This meant that truth and science became synonymous and that truth could be arrived at only through third-person observation by individuals or by instruments observed by individuals.

We can see more clearly now that the traditional distinction between moral and natural philosophy was essentially a distinction between objective and subjective perception extrasomatic and intrasomatic observation. Intrasomatic observation-no matter how clear, replicative, and demonstrable-could never be accepted as true, simply because it was not public.

This is astonishing when we reflect that a million individuals could clearly demonstrate within themselves identical experiences that were replicative and predictable, and yet these millions of experiences could not be “true,” because they were somatic and subjective, rather than extrasomatic and objective. For science, nothing in human experience was true, nor was it capable of being true.

Obviously, then, the twentieth-century identification of truth with science was an extraordinary denial of the reality of individual human experience. Reality is “out there,” and not within the experience of the only individual who can observe what is out there-namely, the human individual observer.

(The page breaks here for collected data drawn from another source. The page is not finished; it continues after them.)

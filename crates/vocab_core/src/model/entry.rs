//! Vocabulary entries and raw-row mapping.
//!
//! # Invariants
//! - `id` depends only on `(word, definition)`.
//! - `term_key` depends only on `(word, pos)`, so progress survives
//!   definition edits.

use once_cell::sync::Lazy;
use regex::Regex;
use serde::{Deserialize, Serialize};
use serde_json::Value;

const WORD_FIELDS: &[&str] = &["word", "term", "lemma", "Spanish", "es"];
const DEFINITION_FIELDS: &[&str] = &["definition", "gloss", "meaning", "English", "en"];
const UNKNOWN_TERM_PART: &str = "unknown";

const FNV_OFFSET_BASIS: u32 = 2_166_136_261;
const FNV_PRIME: u32 = 16_777_619;

static TAG_SEPARATOR_RE: Lazy<Regex> =
    Lazy::new(|| Regex::new(r"[|,;]+|\s+").expect("valid tag separator regex"));

/// One row of the word list after mapping.
#[derive(Debug, Clone, PartialEq, Eq, Serialize, Deserialize)]
#[serde(rename_all = "camelCase")]
pub struct VocabEntry {
    pub id: String,
    pub term_key: String,
    pub word: String,
    pub definition: String,
    pub pos: String,
    pub cefr: String,
    /// Delimiter-separated tag text as loaded; see [`normalize_tags_list`].
    pub tags: String,
}

impl VocabEntry {
    /// Builds an entry, deriving `id` and `term_key` from the texts.
    pub fn new(
        word: impl Into<String>,
        definition: impl Into<String>,
        pos: impl Into<String>,
        cefr: impl Into<String>,
        tags: impl Into<String>,
    ) -> Self {
        let word = word.into();
        let definition = definition.into();
        let pos = pos.into();
        Self {
            id: stable_id(&word, &definition),
            term_key: term_key(&word, &pos),
            word,
            definition,
            pos,
            cefr: cefr.into(),
            tags: tags.into(),
        }
    }

    /// Lower-cased, split tag values.
    pub fn tag_list(&self) -> Vec<String> {
        normalize_tags_list(&self.tags)
    }
}

/// Canonical `word|pos` key used for progress records.
pub fn term_key(word: &str, pos: &str) -> String {
    format!(
        "{}|{}",
        normalize_term_part(word),
        normalize_term_part(pos)
    )
}

fn normalize_term_part(value: &str) -> String {
    let normalized = value.trim().to_lowercase();
    if normalized.is_empty() {
        UNKNOWN_TERM_PART.to_string()
    } else {
        normalized
    }
}

/// FNV-1a over the UTF-16 code units of `word|definition`.
///
/// Hashing UTF-16 keeps ids identical to the ones already stored in
/// persisted shuffle orders.
pub fn stable_id(word: &str, definition: &str) -> String {
    let hash = format!("{word}|{definition}")
        .encode_utf16()
        .fold(FNV_OFFSET_BASIS, |hash, unit| {
            (hash ^ u32::from(unit)).wrapping_mul(FNV_PRIME)
        });
    format!("w_{hash:x}")
}

/// Splits a tag string on `|`, `,`, `;` and whitespace; lower-cases parts.
pub fn normalize_tags_list(source: &str) -> Vec<String> {
    TAG_SEPARATOR_RE
        .split(source)
        .map(|tag| tag.trim().to_lowercase())
        .filter(|tag| !tag.is_empty())
        .collect()
}

/// Maps loader rows into entries. Rows of any JSON shape are accepted.
pub fn map_raw(rows: &[Value]) -> Vec<VocabEntry> {
    rows.iter().map(map_raw_row).collect()
}

/// Maps a single loader row, tolerating legacy column names.
pub fn map_raw_row(row: &Value) -> VocabEntry {
    let word = pick_non_blank(row, WORD_FIELDS);
    let definition = pick_non_blank(row, DEFINITION_FIELDS);
    let pos = pick_first_present(row, &["POS", "pos"]);
    let cefr = pick_first_present(row, &["CEFR", "cefr"]);
    let tags = pick_first_present(row, &["Tags", "tags"]);
    VocabEntry::new(word, definition, pos, cefr, tags)
}

fn pick_non_blank(row: &Value, keys: &[&str]) -> String {
    keys.iter()
        .filter_map(|key| row.get(*key).and_then(Value::as_str))
        .map(str::trim)
        .find(|value| !value.is_empty())
        .unwrap_or_default()
        .to_string()
}

// First non-empty string wins even if it trims to nothing.
fn pick_first_present(row: &Value, keys: &[&str]) -> String {
    keys.iter()
        .filter_map(|key| row.get(*key).and_then(Value::as_str))
        .find(|value| !value.is_empty())
        .map(str::trim)
        .unwrap_or_default()
        .to_string()
}

#[cfg(test)]
mod tests {
    use super::{map_raw_row, normalize_tags_list, stable_id, term_key};
    use serde_json::json;

    #[test]
    fn term_key_lowercases_and_falls_back_to_unknown() {
        assert_eq!(term_key(" Hola ", "INT"), "hola|int");
        assert_eq!(term_key("", "  "), "unknown|unknown");
    }

    #[test]
    fn stable_id_matches_known_fnv_values() {
        assert_eq!(stable_id("", ""), "w_f90c4a3b");
        assert_ne!(stable_id("hola", "hello"), stable_id("hola", "hi"));
        assert_eq!(stable_id("hola", "hello"), stable_id("hola", "hello"));
    }

    #[test]
    fn tag_list_splits_on_every_separator() {
        assert_eq!(
            normalize_tags_list("Food, verb;A1|daily  life"),
            vec!["food", "verb", "a1", "daily", "life"]
        );
        assert!(normalize_tags_list("  ").is_empty());
    }

    #[test]
    fn raw_rows_use_legacy_columns_when_current_ones_are_blank() {
        let entry = map_raw_row(&json!({
            "word": "  ",
            "Spanish": " comer ",
            "English": "to eat",
            "POS": "verb",
            "tags": "food"
        }));
        assert_eq!(entry.word, "comer");
        assert_eq!(entry.definition, "to eat");
        assert_eq!(entry.term_key, "comer|verb");
        assert_eq!(entry.tags, "food");
        assert_eq!(entry.id, stable_id("comer", "to eat"));
    }

    #[test]
    fn non_object_rows_map_to_blank_entries() {
        let entry = map_raw_row(&json!(42));
        assert_eq!(entry.word, "");
        assert_eq!(entry.term_key, "unknown|unknown");
    }
}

This curious event came about because of the desire to free human inquiry from the authoritarianism of religion and the “truth” that religion claimed could- only come from subjective revelation. Religion was rightly seen as the abuse of the authority of subjective experience and the use of untested “truths” to buttress the injustices of corrupt social and political institutions, that is, church and crown.

But, during the last decades of the twentieth century, we are placed in the position of reevaluating the nature of this equation of truth and thirdperson observation, just as we can reevaluate the disappearance of both natural and moral philosophy.

Two things have occurred during the evolution of twentieth-century science to provoke this reevaluation: (1) The discovery in physics that unequivalent truth statements are not possible by the public methods of science (this is due not only to the Principle of Indeterminacy, but also to the general viewpoint of Quantum Mechanics that no phenomenon is isolated in space time, but that it is, rather, a partial instance of the world phenomenon, that is, waves vs. particles); and (2) the discovery in somatics that within the context of individual human experience there is not only a sensory observation of one's process, but also the constant adaptational event of organizing one's process (the human is seen as equally doer and actor as well as sensor and knower).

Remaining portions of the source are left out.